Guest blog by Doug Noble and Karen Kensek

2017 PCI Foundation Studio in the School of Architecture at the University of Southern California continued the tradition of examining precast concrete in the context of Joshua Tree National Park. 

Fourth-year undergraduate architecture students were asked to design an entrance gate to the national park along with a restroom facility and small exhibition spaces.  Joshua Tree National Park is about a two-hour drive from downtown Los Angeles, and the location presents the students with special opportunities to take advantage of precast concrete. 

Students were challenged to design for the extreme climate, the distant construction location, the fragile condition of the natural landscape, a high-risk seismic zone, and the lack of easy access to normal utilities such as water and power.  Students were forbidden to respond to the difficult climate with standard mechanical equipment.

Joshua Tree National Park is a hot-dry extreme climate.  Wild temperature swings occur on the same day. Daytime temperatures routinely exceed 100 degrees, while nighttime temperatures regularly fall below freezing.  Joshua Tree is very large, and has different climate zones, all hot and dry.  Rainfall is typically less than five inches a year, but sudden rainfall and flash flooding also occur.  The high-mass properties of precast can be carefully designed to take advantage the temperature swings to store thermal energy. High-mass concrete walls and roof elements left exposed to cold temperatures at night can be designed to give that cooling back to the interior spaces during the heat of the day.  Similarly, precast exposed to high daytime temperatures can help keep a building warm at night.

The natural landscape is very slow to recover from damage.  Areas in the park that were impacted by construction more than 50 years ago still show the signs of this impact. Students were charged with absolutely minimizing construction yard work areas, and we emphasized the possibilities for plant-produced precast as a solution.

Joshua Tree National Park is a very high seismic zone (think San Andreas fault and many similar geologic conditions).  Students needed to understand how precast assemblies can be tuned for movement, and how high-mass and high-seismic are not always natural enemies.

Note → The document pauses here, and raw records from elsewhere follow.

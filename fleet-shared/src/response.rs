use serde::{Deserialize, Serialize};

/// Envelope the data API wraps every collection read in.
#[derive(Debug, Serialize, Deserialize, Clone)]
pub struct ODataResponse<T> {
    pub d: Vec<T>,
}
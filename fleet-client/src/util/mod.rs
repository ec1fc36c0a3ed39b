pub mod logging;
pub mod retry;
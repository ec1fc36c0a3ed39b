//! Device identity resolution.
//!
//! Maps a user supplied device UUID (short or full form) onto the device
//! record and the application that owns it, in a single data API read that
//! expands the ownership relation. Results are memoized per identifier for the
//! lifetime of the [`ResolutionCache`] handed in at construction.
//!
//! The cache key is the identifier alone unless [`CacheKeyMode::Selection`] is
//! chosen: a lookup made with a narrow field selection is served, unchanged,
//! to later lookups asking for more fields. Lookups are not coalesced while in
//! flight, so overlapping calls for one identifier may each hit the API.
//! Failures are never cached and never retried.

mod cache;

use std::sync::Arc;

use anyhow::Result;
use tracing::debug;

use fleet_shared::{application::Application, device::Device, query::DeviceQuery};

use crate::{config::ResolverConfig, errors::ExpectedError, server::DataApi};

pub use cache::ResolutionCache;

#[derive(Debug, Clone, PartialEq)]
pub struct DeviceAndApp {
    pub device: Device,
    pub application: Application,
}

#[derive(Debug, Clone, PartialEq)]
pub struct DeviceAndMaybeApp {
    pub device: Device,
    /// `None` when the device has no owner or the caller cannot read it.
    pub application: Option<Application>,
}

#[derive(Debug, Clone, Copy, PartialEq, Eq, Default)]
pub enum CacheKeyMode {
    /// Key on the identifier only; selectors are ignored.
    #[default]
    Identifier,
    /// Key on the identifier plus the requested selection.
    Selection,
}

impl From<&ResolverConfig> for CacheKeyMode {
    fn from(config: &ResolverConfig) -> Self {
        if config.selection_in_cache_key {
            CacheKeyMode::Selection
        } else {
            CacheKeyMode::Identifier
        }
    }
}

#[derive(Clone)]
pub struct Resolver {
    api: Arc<dyn DataApi>,
    cache: Arc<ResolutionCache>,
    key_mode: CacheKeyMode,
}

impl Resolver {
    pub fn new(api: Arc<dyn DataApi>, cache: Arc<ResolutionCache>) -> Self {
        Self {
            api,
            cache,
            key_mode: CacheKeyMode::default(),
        }
    }

    pub fn with_key_mode(mut self, key_mode: CacheKeyMode) -> Self {
        self.key_mode = key_mode;
        self
    }

    pub fn cache(&self) -> &Arc<ResolutionCache> {
        &self.cache
    }

    /// Device plus owning application. Fails with [`ExpectedError`] when the
    /// application cannot be read, typically because its owner withdrew the
    /// caller's access while the device stayed on the caller's account.
    pub async fn resolve_device_and_app(
        &self,
        uuid: &str,
        device_fields: Option<&[&str]>,
        app_fields: Option<&[&str]>,
    ) -> Result<Arc<DeviceAndApp>> {
        let key = self.device_key(uuid, device_fields, app_fields);
        if let Some(hit) = self.cache.cached_device_and_app(&key) {
            debug!("Resolver cache hit for device {}", uuid);
            return Ok(hit);
        }

        let resolved = self
            .resolve_device_and_maybe_app(uuid, device_fields, app_fields)
            .await?;
        let Some(application) = resolved.application.clone() else {
            return Err(ExpectedError::new(format!(
                "Unable to access the application that device {} belongs to.\n\
                 Hint: check whether the application owner might have withdrawn access to it.",
                uuid
            ))
            .into());
        };

        let value = DeviceAndApp {
            device: resolved.device.clone(),
            application,
        };
        Ok(self.cache.store_device_and_app(key, value))
    }

    /// Device plus owning application if readable. Only the device read
    /// itself can fail.
    pub async fn resolve_device_and_maybe_app(
        &self,
        uuid: &str,
        device_fields: Option<&[&str]>,
        app_fields: Option<&[&str]>,
    ) -> Result<Arc<DeviceAndMaybeApp>> {
        let key = self.device_key(uuid, device_fields, app_fields);
        if let Some(hit) = self.cache.cached_device_and_maybe_app(&key) {
            debug!("Resolver cache hit for device {}", uuid);
            return Ok(hit);
        }

        debug!("Resolving device {} and its application", uuid);
        let query = DeviceQuery::with_application(device_fields, app_fields);
        let device = self.api.get_device(uuid, &query).await?;
        let application = device.expanded_application()?;
        if application.is_none() {
            debug!("Application of device {} is not readable", uuid);
        }

        let value = DeviceAndMaybeApp {
            device,
            application,
        };
        Ok(self.cache.store_device_and_maybe_app(key, value))
    }

    /// Display name of a service, `None` if there is no such service.
    pub async fn resolve_service_name(&self, service_id: u64) -> Result<Option<String>> {
        if let Some(hit) = self.cache.cached_service_name(service_id) {
            debug!("Resolver cache hit for service {}", service_id);
            return Ok(hit);
        }

        let service = self.api.get_service(service_id, &["service_name"]).await?;
        let name = service.and_then(|s| s.service_name);
        Ok(self.cache.store_service_name(service_id, name))
    }

    fn device_key(
        &self,
        uuid: &str,
        device_fields: Option<&[&str]>,
        app_fields: Option<&[&str]>,
    ) -> String {
        match self.key_mode {
            CacheKeyMode::Identifier => uuid.to_string(),
            CacheKeyMode::Selection => format!(
                "{}?{}",
                uuid,
                DeviceQuery::with_application(device_fields, app_fields).fingerprint()
            ),
        }
    }
}

#[cfg(test)]
mod tests;
// === Core modules ===
pub mod resolver;
pub mod server;

pub mod auth;
pub mod config;
pub mod errors;
pub mod events;
pub mod tui;
pub mod util;

// === CLI entrypoint ===
pub mod cli;

/// Entrypoint used by `main.rs` and tests to run the full CLI.
pub async fn run_cli() -> anyhow::Result<()> {
    cli::cli().await
}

The PCI Foundation studio at USC is supported locally by Clark Pacific and PCI West.  Students toured two Clark Pacific precast plants. One plant visit was to learn about structural concrete: columns, beams, double-T's, and hollow-core.  The other plant was for building envelopes.  For students who had not previously heard of precast, the tours were eye-openers.  Doug Mooradian and Ruth Lehmann from PCI West also supported the studio with lectures, desk-critiques, and studio reviews.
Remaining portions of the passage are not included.